EMCOR vs. MasTec: Which Infrastructure Stock Is the Better Buy Now?

By Shrabana Mukherjee | April 24, 2025, 1:08 PM

EMCOR Group, Inc. EME and MasTec, Inc. MTZ are both leaders in the infrastructure engineering and construction services arena. Each company plays a critical role in building and maintaining essential systems – from electrical and mechanical facilities services (in EMCOR’s case) to communications networks, power grids, and energy infrastructure (in MasTec’s case).

Both have capitalized on the surge in demand for large-scale infrastructure projects, which are supported by public and private investments in data centers, renewable energy, and 5G telecommunications.

Notably, both firms posted record results in 2024 and carry hefty backlogs of future work (EMCOR’s Remaining Performance Obligations or RPOs stand at about $10.1 billion, while MasTec’s 18-month backlog hit a record $14.3 billion). These robust pipelines underscore why investors are closely watching EME and MTZ stock for near-term opportunities.

With infrastructure spending providing strong tailwinds for both companies, investors are keen to find out which stock presents a more attractive opportunity right now. Let's dive deep and closely compare the fundamentals of the two stocks to determine which one is a better investment now.

The Case for EME Stock

EMCOR has built a reputation for consistent, profitable growth. The company delivered record results for 2024, with revenue climbing 15.8% to $14.57 billion and net income jumping 59% to $1.01 billion. This translated to a robust $21.52 in earnings per share (EPS) for 2024, up 61.7% from 2023, underscoring strong execution across its segments. Importantly, EMCOR’s backlog (what it calls RPOs) reached an all-time high of $10.1 billion (up 14.2% year over year), providing excellent revenue visibility into 2025. Management cited broad-based demand driving this momentum, from high-tech manufacturing and data centers to healthcare facilities and electric vehicle infrastructure, markets where EMCOR’s electrical and mechanical construction services are in high demand. The company’s focus on disciplined project execution and cost controls has boosted margins as well, with fourth-quarter 2024 operating margin reaching 10.3% (up 190 basis points or bps from a year ago).

In fact, EMCOR has beaten earnings estimates in each of the last four quarters (averaging a 29% upside surprise), which highlights its strong execution and consistent outperformance.

A key driver behind EMCOR’s bullish outlook is its strategic expansion and strong financial footing. The company has pursued acquisitions thoughtfully, most notably with its $865 million purchase of Miller Electric, which closed in February 2025. This deal significantly enhances EMCOR’s presence in fast-growing sectors such as data centers, healthcare, and industrial manufacturing, and is projected to contribute approximately $805 million in annual revenues. It is also expected to be modestly accretive to 2025 earnings, reinforcing the company’s long-term growth trajectory.

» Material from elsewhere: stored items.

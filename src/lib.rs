//! GRIB Fetcher Library
//!
//! A Rust library for downloading individual fields from remotely stored
//! GRIB2 forecast files. Each file's `.idx` index locates the requested
//! field's message, and only that byte range is transferred. Downloads are
//! cached on local disk and can run concurrently.

pub mod app;
pub mod cli;
pub mod config;
pub mod constants;
pub mod errors;
pub mod prelude;

// Re-export commonly used types for convenience
pub use errors::{AppError, Result};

Entering 2025, EMCOR held a robust cash position of $1.34 billion and increased its share repurchase authorization by $500 million—moves that reflect management’s confidence and provide ample flexibility to drive shareholder returns. Such financial strength, combined with a record project pipeline, gives EMCOR a solid foundation to weather any macro challenges (like higher interest rates or supply chain hiccups) and continue expanding. Even though one of its segments (U.S. Building Services) saw a minor revenue dip in 2024 due to a few lost contracts, the overall business mix is firing on all cylinders.

The Case for MTZ Stock

MasTec, on the other hand, offers a story of resurgence and high growth potential – albeit with a few more caveats. This Florida-based infrastructure construction firm specializes in building the backbone of modern life — communications networks (like 5G wireless and fiber), clean energy and power delivery systems, and oil & gas pipelines. After a challenging 2023 in which MasTec took a loss, the company roared back in 2024 with $12.3 billion in revenues (up modestly from $12.0 billion in 2023) and a swing to $199 million in GAAP net income. On an adjusted basis, MasTec earned about $3.95 per share in 2024, more than double the prior year’s result, signaling a strong turnaround in profitability.

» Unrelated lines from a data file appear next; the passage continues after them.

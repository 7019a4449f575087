//! Cache-aware partial fetches
//!
//! [`PartialFetcher::fetch`] makes one remote object (or a byte range of it)
//! present at a local path:
//!
//! 1. return at once if the destination already exists
//! 2. reserve the destination and check again, since another task may have
//!    produced it meanwhile
//! 3. copy into a temp path through the [`ObjectStore`], bounded by a timeout
//!    and racing the caller's cancellation token
//! 4. rename into place, or remove the temp file on any failure

use std::path::{Path, PathBuf};
use std::sync::atomic::{AtomicU64, Ordering};
use std::sync::Arc;
use std::time::Duration;

use tokio_util::sync::CancellationToken;
use tracing::{debug, info, warn};

use crate::app::cache::{LocalCache, ReservationStatus};
use crate::app::range::ByteRange;
use crate::app::store::ObjectStore;
use crate::constants::workers;
use crate::errors::{TransferError, TransferFailure, TransferResult};

/// Fetch behaviour
#[derive(Debug, Clone, Copy, PartialEq, Eq)]
pub struct FetchConfig {
    /// Upper bound on a single copy, excluding time spent waiting for a
    /// reservation
    pub timeout: Duration,
}

impl Default for FetchConfig {
    fn default() -> Self {
        Self {
            timeout: workers::FETCH_TIMEOUT,
        }
    }
}

/// Counters across all fetches of one fetcher
#[derive(Debug, Clone, Copy, Default, PartialEq, Eq)]
pub struct FetchStats {
    /// Fetches satisfied by an existing destination
    pub cache_hits: u64,
    /// Completed copies
    pub transfers: u64,
    /// Bytes written by completed copies
    pub bytes_transferred: u64,
    /// Failed, timed out or cancelled copies
    pub failures: u64,
}

#[derive(Debug, Default)]
struct Counters {
    cache_hits: AtomicU64,
    transfers: AtomicU64,
    bytes_transferred: AtomicU64,
    failures: AtomicU64,
}

/// Fetches objects into the local cache through an object store
#[derive(Debug, Clone)]
pub struct PartialFetcher {
    store: Arc<dyn ObjectStore>,
    cache: Arc<LocalCache>,
    config: FetchConfig,
    counters: Arc<Counters>,
}

impl PartialFetcher {
    pub fn new(store: Arc<dyn ObjectStore>, cache: Arc<LocalCache>, config: FetchConfig) -> Self {
        Self {
            store,
            cache,
            config,
            counters: Arc::new(Counters::default()),
        }
    }

    pub fn cache(&self) -> &Arc<LocalCache> {
        &self.cache
    }

    pub fn config(&self) -> &FetchConfig {
        &self.config
    }

    /// Make `source` (or `range` of it) present at `dest`
    ///
    /// # Arguments
    ///
    /// * `source` - Remote URI of the object
    /// * `dest` - Local destination path
    /// * `range` - Byte range to copy, `None` for the whole object
    /// * `cancel` - Aborts a pending reservation or copy when triggered
    ///
    /// # Errors
    ///
    /// Returns `TransferError` carrying source, destination and range if the
    /// copy fails, times out or is cancelled. No temp file is left behind.
    pub async fn fetch(
        &self,
        source: &str,
        dest: &Path,
        range: Option<ByteRange>,
        cancel: &CancellationToken,
    ) -> TransferResult<PathBuf> {
        let fail = |kind: TransferFailure| TransferError::new(source, dest, range, kind);

        if self.cache.exists(dest) {
            self.counters.cache_hits.fetch_add(1, Ordering::Relaxed);
            debug!("Using cached {}", dest.display());
            return Ok(dest.to_path_buf());
        }

        let status = tokio::select! {
            biased;
            _ = cancel.cancelled() => return Err(fail(TransferFailure::Cancelled)),
            status = self.cache.check_and_reserve(dest) => status,
        };

        let _guard = match status {
            ReservationStatus::AlreadyExists => {
                self.counters.cache_hits.fetch_add(1, Ordering::Relaxed);
                debug!("Using cached {}", dest.display());
                return Ok(dest.to_path_buf());
            }
            ReservationStatus::Reserved(guard) => guard,
        };

        self.cache
            .prepare(dest)
            .await
            .map_err(|e| fail(TransferFailure::Cache(e)))?;

        let temp_path = self.cache.temp_path(dest);
        match range {
            Some(range) => debug!("Fetching bytes {} of {}", range, source),
            None => debug!("Fetching {}", source),
        }

        let outcome = tokio::select! {
            biased;
            _ = cancel.cancelled() => Err(TransferFailure::Cancelled),
            result = tokio::time::timeout(
                self.config.timeout,
                self.store.copy(source, &temp_path, range),
            ) => match result {
                Ok(copied) => copied,
                Err(_) => Err(TransferFailure::Timeout {
                    seconds: self.config.timeout.as_secs(),
                }),
            },
        };

        match outcome {
            Ok(bytes) => {
                if let Err(e) = self.cache.commit(&temp_path, dest).await {
                    self.counters.failures.fetch_add(1, Ordering::Relaxed);
                    return Err(fail(TransferFailure::Cache(e)));
                }
                self.counters.transfers.fetch_add(1, Ordering::Relaxed);
                self.counters
                    .bytes_transferred
                    .fetch_add(bytes, Ordering::Relaxed);
                info!("Fetched {} bytes of {}", bytes, source);
                Ok(dest.to_path_buf())
            }
            Err(kind) => {
                self.cache.discard(&temp_path).await;
                self.counters.failures.fetch_add(1, Ordering::Relaxed);
                let error = fail(kind);
                warn!("{}", error);
                Err(error)
            }
        }
    }

    /// Size of the remote object in bytes
    pub async fn size(&self, source: &str) -> TransferResult<u64> {
        self.store
            .size(source)
            .await
            .map_err(|kind| TransferError::new(source, PathBuf::new(), None, kind))
    }

    pub fn stats(&self) -> FetchStats {
        FetchStats {
            cache_hits: self.counters.cache_hits.load(Ordering::Relaxed),
            transfers: self.counters.transfers.load(Ordering::Relaxed),
            bytes_transferred: self.counters.bytes_transferred.load(Ordering::Relaxed),
            failures: self.counters.failures.load(Ordering::Relaxed),
        }
    }
}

A big driver has been operational improvements and the digestion of recent acquisitions (such as its 2022 purchase of Infrastructure and Energy Alternatives, which bolstered MasTec’s renewable energy construction capabilities). By the fourth quarter of 2024, MasTec’s adjusted EBITDA margins had risen to 8%, up 110 bps from a year ago, and cash flow was robust. The company exited 2024 with a record 18-month backlog of $14.3 billion – roughly 15% higher than a year earlier – reflecting new project wins across its segments. This huge backlog (even larger than EMCOR’s) gives MasTec strong revenue visibility and growth impetus heading into 2025, and management is guiding for about 9% top-line growth this year, along with a significant jump in earnings. Adjusted EPS are anticipated to be between $5.35 and $5.84 per share (versus $3.95 in 2024).

The company’s track record of positive earnings surprises also adds confidence – MasTec has beaten consensus in each of the last four quarters, with an eye-opening average EPS surprise of 31.6% (thanks in part to conservative guidance that it consistently exceeded).

MasTec is benefiting from surging demand in telecommunications and data center projects – it booked more than $200 million in data center-related revenues in 2024 amid the boom in cloud and AI investments, and sees further growth ahead. Likewise, nationwide upgrades to energy infrastructure (from power transmission lines to renewable energy integration) provide a multi-year growth runway that MasTec is well-positioned to exploit.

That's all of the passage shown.